Saudi Arabia forcing ex-official's return by holding family hostage, says HRW

Saudi Arabia forcing ex-official's return by holding family hostage, says HRW
Human Rights Watch has demanded the immediate release of two adult children and the brother of former royal advisor Saad al-Jabri, who fled to Canada in 2017.
4 min read
26 May, 2020
Mohammed bin Salman has conducted several purges of senior officials who criticise him [Getty]
Human Rights Watch has called on Saudi Arabia to immediately release the two adult children and brother of exiled former intelligence official Saad al-Jabri, who the group say are being held in incommunicado detention in a bid to coerce him back to the kingdom to face punishment.

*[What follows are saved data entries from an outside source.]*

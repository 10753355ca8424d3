//! Python-boundary helpers: array extraction, option parsing and RNG setup
//! shared by the PyO3 classes in the crate root.
#[cfg(feature = "python-bindings")]
use ndarray::{Array1, Array2};

#[cfg(feature = "python-bindings")]
use pyo3::{exceptions::PyValueError, prelude::*, types::PyAny};

#[cfg(feature = "python-bindings")]
use rand::{SeedableRng, rngs::StdRng};

#[cfg(feature = "python-bindings")]
use crate::{
    gas::{
        core::{
            family::Family,
            guards::ThetaGuards,
            options::{FitOptions, GASOptions, ScoreScaling, SimOpts},
        },
        errors::GASError,
        models::gas::GASModel,
    },
    inference::{BBVIOptions, MHOptions, StepRule},
    optimization::loglik_optimizer::traits::{LineSearcher, MLEOptions, Tolerances},
};

#[cfg(feature = "python-bindings")]
use numpy::{
    IntoPyArray,    // Vec → PyArray
    PyArrayMethods, // .readonly()
    PyReadonlyArray1,
};

#[cfg(feature = "python-bindings")]
#[inline]
pub fn extract_f64_array<'py>(
    py: Python<'py>, raw_data: &Bound<'py, PyAny>,
) -> PyResult<PyReadonlyArray1<'py, f64>> {
    if let Ok(arr_ro) = raw_data.extract::<PyReadonlyArray1<f64>>() {
        if arr_ro.as_slice().is_ok() {
            return Ok(arr_ro);
        }
    }

    if let Ok(obj) = raw_data.call_method("to_numpy", (false,), None) {
        if let Ok(series_ro) = obj.extract::<PyReadonlyArray1<f64>>() {
            if series_ro.as_slice().is_ok() {
                return Ok(series_ro);
            }
        }
    }

    let vec: Vec<f64> = raw_data.extract().map_err(|_| {
        pyo3::exceptions::PyTypeError::new_err(
            "expected a 1-D numpy.ndarray, pandas.Series, or sequence of float64",
        )
    })?;
    Ok(vec.into_pyarray(py).readonly())
}

/// Copy a Python 1-D array-like into an owned `Array1<f64>`.
#[cfg(feature = "python-bindings")]
pub fn extract_series<'py>(
    py: Python<'py>, raw_data: &Bound<'py, PyAny>, name: &str,
) -> PyResult<Array1<f64>> {
    let arr = extract_f64_array(py, raw_data)?;
    let slice = arr.as_slice().map_err(|_| {
        PyValueError::new_err(format!("{name} must be a 1-D contiguous float64 array or sequence"))
    })?;
    Ok(Array1::from(slice.to_vec()))
}

#[cfg(feature = "python-bindings")]
#[allow(clippy::too_many_arguments)]
pub fn build_gas_model<'py>(
    py: Python<'py>, data: &Bound<'py, PyAny>, ar: usize, sc: usize, integ: usize,
    family: &str, score_scaling: Option<&str>, theta_guards: Option<(f64, f64)>,
    tol_grad: Option<f64>, tol_cost: Option<f64>, max_iter: Option<usize>,
    line_searcher: Option<&str>, lbfgs_mem: Option<usize>, nsims: Option<usize>,
) -> PyResult<GASModel> {
    let y = extract_series(py, data, "data")?;
    let family: Family = family.parse()?;

    let scaling = match score_scaling {
        Some(name) => name.parse::<ScoreScaling>()?,
        None => ScoreScaling::default(),
    };
    let guards = match theta_guards {
        Some(bounds) => ThetaGuards::new(bounds)?,
        None => ThetaGuards::default(),
    };
    let mle_opts = extract_mle_opts(tol_grad, tol_cost, max_iter, line_searcher, lbfgs_mem)?;
    let sim_opts = match nsims {
        Some(n) => SimOpts::new(n)?,
        None => SimOpts::default(),
    };

    let options = GASOptions::new(scaling, guards, mle_opts, sim_opts);
    Ok(GASModel::new(y, ar, sc, integ, family, options)?)
}

#[cfg(feature = "python-bindings")]
fn extract_mle_opts(
    tol_grad: Option<f64>, tol_cost: Option<f64>, max_iter: Option<usize>,
    line_searcher: Option<&str>, lbfgs_mem: Option<usize>,
) -> PyResult<MLEOptions> {
    let defaults = MLEOptions::default();

    // Tolerances::new -> OptResult<Tolerances> -> GASError -> PyErr
    let tols = if tol_grad.is_none() && tol_cost.is_none() && max_iter.is_none() {
        defaults.tols
    } else {
        Tolerances::new(tol_grad, tol_cost, max_iter).map_err(GASError::from)?
    };

    let ls = match line_searcher {
        Some(name) => name.parse::<LineSearcher>().map_err(GASError::from)?,
        None => defaults.line_searcher,
    };

    let opts = MLEOptions::new(tols, ls, lbfgs_mem).map_err(GASError::from)?;
    Ok(opts)
}

/// Sampler settings for `fit`. Unspecified values keep the library defaults.
#[cfg(feature = "python-bindings")]
#[allow(clippy::too_many_arguments)]
pub fn extract_fit_options(
    mh_nsims: Option<usize>, mh_thinning: Option<usize>, map_start: Option<bool>,
    bbvi_iterations: Option<usize>, mini_batch: Option<usize>, learning_rate: Option<f64>,
    optimizer: Option<&str>, record_elbo: Option<bool>,
) -> PyResult<FitOptions> {
    let mh_default = MHOptions::default();
    let mh = MHOptions::new(
        mh_nsims.unwrap_or(mh_default.nsims),
        map_start.unwrap_or(mh_default.map_start),
        mh_thinning.unwrap_or(mh_default.thinning),
    )
    .map_err(GASError::from)?;

    let bbvi_default = BBVIOptions::default();
    let rule = match optimizer {
        Some(name) => name.parse::<StepRule>().map_err(GASError::from)?,
        None => bbvi_default.optimizer,
    };
    let bbvi = BBVIOptions::new(
        bbvi_iterations.unwrap_or(bbvi_default.iterations),
        mini_batch.or(bbvi_default.mini_batch),
        learning_rate.unwrap_or(bbvi_default.learning_rate),
        rule,
        map_start.unwrap_or(bbvi_default.map_start),
        record_elbo.unwrap_or(bbvi_default.record_elbo),
    )
    .map_err(GASError::from)?;

    Ok(FitOptions { mh, bbvi })
}

/// Seeded generator when `seed` is given, entropy-seeded otherwise.
#[cfg(feature = "python-bindings")]
pub fn make_rng(seed: Option<u64>) -> StdRng {
    match seed {
        Some(s) => StdRng::seed_from_u64(s),
        None => StdRng::from_entropy(),
    }
}

/// Row-major `Vec<Vec<f64>>` copy of a matrix for Python consumption.
#[cfg(feature = "python-bindings")]
pub fn to_rows(values: &Array2<f64>) -> Vec<Vec<f64>> {
    values.rows().into_iter().map(|row| row.to_vec()).collect()
}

Saad al-Jabri, an advisor to former crown prince Mohammed bin Nayef and a key liaison with Western spy agencies including MI6, left the kingdom for Canada in 2017 ahead of a purge led by bin Nayef's successor, Mohammed bin Salman.

The rights group say al-Jabri's children Omar, 21, and Sarah, 20, were seized by security forces in their Riyadh home in March, just days after the detention of bin Nayef, in another purge of senior royals accused of treason.

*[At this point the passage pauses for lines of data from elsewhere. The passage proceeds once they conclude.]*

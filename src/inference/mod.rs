//! inference — posterior approximation for fitted GAS models.
//!
//! Purpose
//! -------
//! Provide the machinery behind the non-point estimators: Gaussian
//! approximations at the posterior mode (`Laplace`), random-walk
//! Metropolis–Hastings sampling (`M-H`), and mean-field black-box
//! variational inference (`BBVI`). Everything operates in the
//! unconstrained latent space and knows nothing about the GAS recursion;
//! models plug in through the [`LogPosterior`] trait.
//!
//! Key behaviors
//! -------------
//! - [`calc_covariance`] inverts the observed information at a mode and
//!   refuses to pseudo-invert a singular one.
//! - [`metropolis_hastings`] tunes its proposal scale toward an acceptance
//!   rate in `[0.234, 0.4]` before drawing the retained chain.
//! - [`bbvi`] runs score-function gradient ascent with control variates,
//!   stepping with RMSProp or Adam ([`StepRule`]).
//!
//! Conventions
//! -----------
//! - Randomness is always injected as `&mut R` with `R: rand::Rng + ?Sized`,
//!   so callers control seeding.
//! - Failures are reported through [`InferenceError`] /
//!   [`InferenceResult`]; infeasible points inside samplers are handled as
//!   zero density instead.
//!
//! Testing notes
//! -------------
//! - Each submodule tests its routine against Gaussian targets with known
//!   moments, plus infeasible-region behavior and option validation.

pub mod bbvi;
pub mod errors;
pub mod hessian;
pub mod metropolis;
pub mod stochastic;
pub mod traits;

// ---- Re-exports (primary surface) -----------------------------------------

pub use self::bbvi::{BBVIOptions, BBVIOutcome, bbvi};
pub use self::errors::{InferenceError, InferenceResult};
pub use self::hessian::{calc_covariance, cholesky_lower, standard_errors};
pub use self::metropolis::{MHOptions, MHOutcome, metropolis_hastings};
pub use self::stochastic::StepRule;
pub use self::traits::LogPosterior;

// ---- Optional convenience prelude for downstream crates ------------------
//
// Downstream crates can `use gas_timeseries::inference::prelude::*;` to
// import the primary inference surface in a single line.

pub mod prelude {
    pub use super::bbvi::{BBVIOptions, BBVIOutcome, bbvi};
    pub use super::errors::{InferenceError, InferenceResult};
    pub use super::hessian::calc_covariance;
    pub use super::metropolis::{MHOptions, MHOutcome, metropolis_hastings};
    pub use super::stochastic::StepRule;
    pub use super::traits::LogPosterior;
}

Meanwhile, al-Jabri's brother, Abdulrahman al-Jabri, was arrested earlier this month without explanation after his home was raided by armed security officers.

"Saudi authorities are sinking to new lows in going after the families of former officials out of favor with the current leadership," said Michael Page, HRW's deputy Middle East director.

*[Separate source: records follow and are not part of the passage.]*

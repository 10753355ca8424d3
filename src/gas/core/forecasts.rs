//! Forecasting and simulation for GAS(ar, sc) models.
//!
//! Purpose
//! -------
//! Roll the θ-recursion beyond (or inside) the sample to produce point
//! forecasts, simulation-based prediction intervals, and posterior
//! predictive draws of the observed series.
//!
//! Key behaviors
//! -------------
//! - Point forecasts extend θ with *zero* future scores (no new
//!   information) and report the family mean `E[y | θ̂_{T+i}]`. The first
//!   step still uses the last observed score and AR feedback decays
//!   towards the unconditional level, so the path varies across steps.
//! - Intervals simulate `nsims` futures. Each simulation takes one
//!   posterior draw of the latent vector, filters the observed data with
//!   it, then draws `y ~ p(· | θ)` step by step and feeds the simulated
//!   score back into the recursion. Quantiles are taken per step.
//! - [`rolling_forecast_table`] evaluates the last `h` in-sample points as
//!   one-step-ahead forecasts from the preceding data.
//!
//! Invariants & assumptions
//! ------------------------
//! - Latent draws that make the observed data infeasible fall back to the
//!   point estimate, so every simulation yields a finite path.
//! - Interval columns are order statistics of one sample per step, hence
//!   monotone in the quantile level.
//!
//! Conventions
//! -----------
//! - Row `i` of a forecast table is step `T + i + 1`.
//! - Column 0 is the point forecast; interval columns follow in the order
//!   of [`INTERVAL_LEVELS`].
use crate::gas::{
    core::recursion::{GASCoefficients, GASSpec, compute_path},
    errors::{GASError, GASResult},
};
use ndarray::{Array1, Array2, ArrayView1, Axis, s};
use rand::Rng;

/// Quantile levels reported as prediction intervals.
pub const INTERVAL_LEVELS: [f64; 4] = [0.01, 0.05, 0.95, 0.99];

/// Column label of the point forecast.
pub const POINT_COLUMN: &str = "Forecast";

/// Tabular forecast output: one row per step.
#[derive(Debug, Clone, PartialEq)]
pub struct ForecastTable {
    pub columns: Vec<String>,
    pub values: Array2<f64>,
}

impl ForecastTable {
    pub fn nrows(&self) -> usize {
        self.values.nrows()
    }

    pub fn ncols(&self) -> usize {
        self.values.ncols()
    }

    /// Column by label, e.g. `"5% Prediction Interval"`.
    pub fn column(&self, name: &str) -> Option<ArrayView1<'_, f64>> {
        self.columns.iter().position(|c| c == name).map(|j| self.values.column(j))
    }

    /// Point forecasts.
    pub fn point(&self) -> ArrayView1<'_, f64> {
        self.values.column(0)
    }
}

/// Label of the interval column for quantile `level`.
pub fn interval_label(level: f64) -> String {
    format!("{}% Prediction Interval", (level * 100.0).round())
}

fn column_labels(intervals: bool) -> Vec<String> {
    let mut cols = vec![POINT_COLUMN.to_string()];
    if intervals {
        cols.extend(INTERVAL_LEVELS.iter().map(|&q| interval_label(q)));
    }
    cols
}

/// θ̂ for `h` steps past the histories, with zero future scores.
///
/// `theta_hist` and `score_hist` are the in-sample θ path and innovations
/// (newest at the end).
pub fn forecast_theta(
    spec: &GASSpec, coefs: &GASCoefficients, theta_hist: &[f64], score_hist: &[f64], h: usize,
) -> Array1<f64> {
    let mut theta = theta_hist.to_vec();
    let mut scores = score_hist.to_vec();
    let mut out = Array1::<f64>::zeros(h);
    for i in 0..h {
        let (next, _) = coefs.next_theta(&theta, &scores, &spec.guards);
        out[i] = next;
        theta.push(next);
        scores.push(0.0);
    }
    out
}

/// One simulated future of length `h`: draws `y` at each θ and feeds the
/// simulated score back.
pub fn simulate_forward<R: Rng + ?Sized>(
    spec: &GASSpec, coefs: &GASCoefficients, theta_hist: &[f64], score_hist: &[f64], h: usize,
    rng: &mut R,
) -> GASResult<Array1<f64>> {
    let mut theta = theta_hist.to_vec();
    let mut scores = score_hist.to_vec();
    let mut out = Array1::<f64>::zeros(h);
    for i in 0..h {
        let (next, _) = coefs.next_theta(&theta, &scores, &spec.guards);
        if !next.is_finite() {
            return Err(GASError::NonFiniteTheta { t: theta.len(), value: next });
        }
        let y_sim = spec.family.draw(next, rng)?;
        out[i] = y_sim;
        theta.push(next);
        scores.push(spec.family.scaled_score(y_sim, next, spec.scaling));
    }
    Ok(out)
}

/// `h`-step forecast table past the end of `y`.
///
/// Parameters
/// ----------
/// - `params`: natural latent vector used for the point forecast.
/// - `draws`: `nsims × k` natural latent draws used for intervals.
/// - `y`: observed (modeled) series.
///
/// Errors
/// ------
/// - `GASError::InfeasibleFit` if `params` makes `y` infeasible.
/// - `GASError::InvalidNsims` if intervals are requested with no draws.
pub fn forecast_table<R: Rng + ?Sized>(
    spec: &GASSpec, params: &Array1<f64>, draws: &Array2<f64>, y: ArrayView1<f64>, h: usize,
    intervals: bool, rng: &mut R,
) -> GASResult<ForecastTable> {
    let point_path = compute_path(spec, params, y);
    if !point_path.is_feasible() {
        return Err(GASError::InfeasibleFit);
    }
    let coefs = GASCoefficients::from_vector(&spec.shape, params.view())?;
    let theta_hist = point_path.theta.to_vec();
    let score_hist = point_path.scores.to_vec();

    let theta_hat = forecast_theta(spec, &coefs, &theta_hist, &score_hist, h);
    let columns = column_labels(intervals);
    let mut values = Array2::<f64>::zeros((h, columns.len()));
    values.column_mut(0).assign(&theta_hat.mapv(|t| spec.family.mean(t)));
    if !intervals {
        return Ok(ForecastTable { columns, values });
    }

    let nsims = draws.nrows();
    if nsims == 0 {
        return Err(GASError::InvalidNsims { nsims });
    }
    let mut sims = Array2::<f64>::zeros((nsims, h));
    for (s_idx, row) in draws.axis_iter(Axis(0)).enumerate() {
        let draw = row.to_owned();
        let path = compute_path(spec, &draw, y);
        let future = match (path.is_feasible(), GASCoefficients::from_vector(&spec.shape, row)) {
            (true, Ok(c)) => {
                simulate_forward(spec, &c, &path.theta.to_vec(), &path.scores.to_vec(), h, rng)
            }
            _ => simulate_forward(spec, &coefs, &theta_hist, &score_hist, h, rng),
        };
        let future = match future {
            Ok(f) => f,
            Err(_) => simulate_forward(spec, &coefs, &theta_hist, &score_hist, h, rng)?,
        };
        sims.row_mut(s_idx).assign(&future);
    }
    for step in 0..h {
        let mut col = sims.column(step).to_vec();
        col.sort_by(|a, b| a.total_cmp(b));
        for (j, &q) in INTERVAL_LEVELS.iter().enumerate() {
            values[[step, j + 1]] = quantile_sorted(&col, q);
        }
    }
    Ok(ForecastTable { columns, values })
}

/// One-step-ahead forecasts of the last `h` points of `y`, each made from
/// the data preceding it.
///
/// Errors
/// ------
/// - `GASError::InvalidHorizon` if fewer than `max(ar, sc) + 1` points
///   would remain before the holdout.
pub fn rolling_forecast_table<R: Rng + ?Sized>(
    spec: &GASSpec, params: &Array1<f64>, draws: &Array2<f64>, y: ArrayView1<f64>, h: usize,
    intervals: bool, rng: &mut R,
) -> GASResult<ForecastTable> {
    let n = y.len();
    if h == 0 {
        return Err(GASError::InvalidHorizon { h, reason: "horizon must be positive" });
    }
    if h + spec.shape.burn_in() >= n {
        return Err(GASError::InvalidHorizon {
            h,
            reason: "holdout leaves too few observations to seed the recursion",
        });
    }
    let columns = column_labels(intervals);
    let mut values = Array2::<f64>::zeros((h, columns.len()));
    for i in 0..h {
        let train = y.slice(s![..n - h + i]);
        let step = forecast_table(spec, params, draws, train, 1, intervals, rng)?;
        values.row_mut(i).assign(&step.values.row(0));
    }
    Ok(ForecastTable { columns, values })
}

/// `nsims × (n − m)` replicated series: for each latent draw, filter `y`
/// and draw one observation at every post-burn-in θ_t.
///
/// Draws that make `y` infeasible fall back to `params`.
pub fn posterior_predictive<R: Rng + ?Sized>(
    spec: &GASSpec, params: &Array1<f64>, draws: &Array2<f64>, y: ArrayView1<f64>, rng: &mut R,
) -> GASResult<Array2<f64>> {
    let point_path = compute_path(spec, params, y);
    if !point_path.is_feasible() {
        return Err(GASError::InfeasibleFit);
    }
    let m = spec.shape.burn_in();
    let width = y.len() - m;
    let mut out = Array2::<f64>::zeros((draws.nrows(), width));
    for (s_idx, row) in draws.axis_iter(Axis(0)).enumerate() {
        let path = compute_path(spec, &row.to_owned(), y);
        let theta = if path.is_feasible() { &path.theta } else { &point_path.theta };
        for (j, &th) in theta.slice(s![m..]).iter().enumerate() {
            out[[s_idx, j]] = spec.family.draw(th, rng)?;
        }
    }
    Ok(out)
}

/// Linear-interpolation quantile of an ascending slice.
pub fn quantile_sorted(sorted: &[f64], q: f64) -> f64 {
    match sorted.len() {
        0 => f64::NAN,
        1 => sorted[0],
        n => {
            let pos = q.clamp(0.0, 1.0) * (n - 1) as f64;
            let lo = pos.floor() as usize;
            let hi = pos.ceil() as usize;
            sorted[lo] + (sorted[hi] - sorted[lo]) * (pos - lo as f64)
        }
    }
}

#[cfg(test)]
mod tests {
    use super::*;
    use crate::gas::core::{
        family::Family, guards::ThetaGuards, options::ScoreScaling, shape::GASShape,
    };
    use ndarray::array;
    use rand::{SeedableRng, rngs::StdRng};

    // -------------------------------------------------------------------------
    // Scope
    // -----
    // These tests cover:
    // - Zero-score point paths and their decay to the unconditional level.
    // - Interval ordering and shape of forecast tables.
    // - Rolling holdout row count and horizon validation.
    // - Posterior predictive grid shape and support.
    // -------------------------------------------------------------------------

    fn spec(family: Family) -> GASSpec {
        GASSpec {
            family,
            shape: GASShape::new(1, 1, 100).expect("valid shape"),
            scaling: ScoreScaling::InverseFisher,
            guards: ThetaGuards::default(),
        }
    }

    fn series() -> Array1<f64> {
        array![0.8, 1.3, 0.4, 2.2, 1.1, 0.6, 0.9, 3.0, 1.4, 0.7, 0.5, 1.8, 1.2, 0.3, 2.6]
    }

    #[test]
    // Purpose
    // -------
    // Point θ forecasts follow the AR decay with zero future scores.
    //
    // Given
    // -----
    // - c = 0.1, φ = 0.5, α = 0.3, last θ = 1.0, last score = 0.4.
    //
    // Expect
    // ------
    // - θ̂₁ = 0.1 + 0.5 + 0.12, θ̂₂ = 0.1 + 0.5·θ̂₁, approaching 0.2.
    fn forecast_theta_decays_to_level() {
        // Arrange
        let s = spec(Family::Exponential);
        let coefs = GASCoefficients::from_vector(&s.shape, array![0.1, 0.5, 0.3].view())
            .expect("length matches");

        // Act
        let path = forecast_theta(&s, &coefs, &[1.0], &[0.4], 30);

        // Assert
        assert!((path[0] - 0.72).abs() < 1e-12);
        assert!((path[1] - (0.1 + 0.5 * 0.72)).abs() < 1e-12);
        assert!((path[29] - 0.2).abs() < 1e-6);
        assert!(path.iter().zip(path.iter().skip(1)).all(|(a, b)| a != b));
    }

    #[test]
    // Purpose
    // -------
    // Forecast tables carry strictly ordered interval columns.
    //
    // Given
    // -----
    // - Exponential GAS(1, 1), 500 identical latent draws, h = 4.
    //
    // Expect
    // ------
    // - 4 rows, 5 columns, 1% < 5% < 95% < 99% on every row, no NaN.
    fn forecast_table_orders_intervals() {
        // Arrange
        let s = spec(Family::Exponential);
        let params = array![0.05, 0.6, 0.2];
        let draws = Array2::from_shape_fn((500, 3), |(_, j)| params[j]);
        let mut rng = StdRng::seed_from_u64(17);
        let y = series();

        // Act
        let table = forecast_table(&s, &params, &draws, y.view(), 4, true, &mut rng)
            .expect("feasible forecast");

        // Assert
        assert_eq!(table.nrows(), 4);
        assert_eq!(table.ncols(), 5);
        assert!(table.values.iter().all(|v| v.is_finite()));
        let q1 = table.column("1% Prediction Interval").expect("column exists");
        let q5 = table.column("5% Prediction Interval").expect("column exists");
        let q95 = table.column("95% Prediction Interval").expect("column exists");
        let q99 = table.column("99% Prediction Interval").expect("column exists");
        for i in 0..4 {
            assert!(q1[i] < q5[i] && q5[i] < q95[i] && q95[i] < q99[i]);
        }
    }

    #[test]
    // Purpose
    // -------
    // Rolling forecasts produce one row per holdout point and validate h.
    //
    // Given
    // -----
    // - 15 observations, GAS(1, 1), h = 5 and h = 14.
    //
    // Expect
    // ------
    // - 5 rows for h = 5; `InvalidHorizon` for h = 14.
    fn rolling_forecast_table_validates_horizon() {
        // Arrange
        let s = spec(Family::Exponential);
        let params = array![0.0, 0.5, 0.1];
        let draws = Array2::from_shape_fn((1, 3), |(_, j)| params[j]);
        let mut rng = StdRng::seed_from_u64(2);
        let y = series();

        // Act
        let ok = rolling_forecast_table(&s, &params, &draws, y.view(), 5, false, &mut rng);
        let bad = rolling_forecast_table(&s, &params, &draws, y.view(), 14, false, &mut rng);

        // Assert
        let table = ok.expect("valid horizon");
        assert_eq!(table.nrows(), 5);
        assert_eq!(table.columns, vec![POINT_COLUMN.to_string()]);
        assert!(matches!(bad, Err(GASError::InvalidHorizon { h: 14, .. })));
    }

    #[test]
    // Purpose
    // -------
    // Posterior predictive draws skip burn-in and respect the support.
    //
    // Given
    // -----
    // - Poisson GAS(1, 1), 20 draws, count data of length 10.
    //
    // Expect
    // ------
    // - Shape 20 × 9, non-negative integers.
    fn posterior_predictive_shape_and_support() {
        // Arrange
        let s = spec(Family::Poisson);
        let params = array![0.2, 0.5, 0.1];
        let draws = Array2::from_shape_fn((20, 3), |(_, j)| params[j]);
        let y = array![1.0, 0.0, 2.0, 3.0, 1.0, 1.0, 4.0, 0.0, 2.0, 1.0];
        let mut rng = StdRng::seed_from_u64(5);

        // Act
        let sims = posterior_predictive(&s, &params, &draws, y.view(), &mut rng)
            .expect("feasible draws");

        // Assert
        assert_eq!(sims.dim(), (20, 9));
        assert!(sims.iter().all(|v| *v >= 0.0 && v.fract() == 0.0));
    }

    #[test]
    // Purpose
    // -------
    // Quantiles interpolate linearly between order statistics.
    //
    // Given
    // -----
    // - Sorted [0, 1, 2, 3, 4].
    //
    // Expect
    // ------
    // - q(0.5) = 2, q(0.1) = 0.4, q(1) = 4.
    fn quantile_sorted_interpolates() {
        let v = [0.0, 1.0, 2.0, 3.0, 4.0];
        assert_eq!(quantile_sorted(&v, 0.5), 2.0);
        assert!((quantile_sorted(&v, 0.1) - 0.4).abs() < 1e-12);
        assert_eq!(quantile_sorted(&v, 1.0), 4.0);
    }
}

"How can anyone describe the Saudi leadership as reformist while it's arbitrarily detaining the children of former officials?" he added.

The group called on the Saudi authorities to immediately inform relatives of Omar and Sarah's whereabouts and well-being, release them from detention, and lift their travel bans.

Another of Saad al-Jabri's sons, Khalid, who also lives in exile in Canada, told the BBC this month that his siblings are being held "hostage" to force their father back to the kingdom where he will likely face immediate arrest and imprisonment.

The sibling pair have been subject to a years-long campaign of harassment and restrictions since they attempted to flee the country just days after their father and the rest of the family in 2017.

However at the airport, they were stopped by officials and told they were banned from travel abroad, with no further explanation.

Since then, they have had their financial assets frozen and in 2018 and 2020 were summoned by the public prosecution for interrogation about their father's whereabouts.

In March 2020, they were told their father must return to Saudi Arabia.

Several days later, some 50 security officers arrived at their home at dawn in 20 cars, arrested Omar and Sarah, searched the house, seized CCTV footage and electronics, and put the pair in incommunicado detention. 

The family house in Riyadh was then searched, the CCTV memory cards removed and the pair, aged 21 and 20 respectively, held incommunicado at a detention centre.

Comment: What will be left of Saudi Vision 2030, post-coronavirus?

"We don't even know if they are alive or dead," Khalid al-Jabri told BBC.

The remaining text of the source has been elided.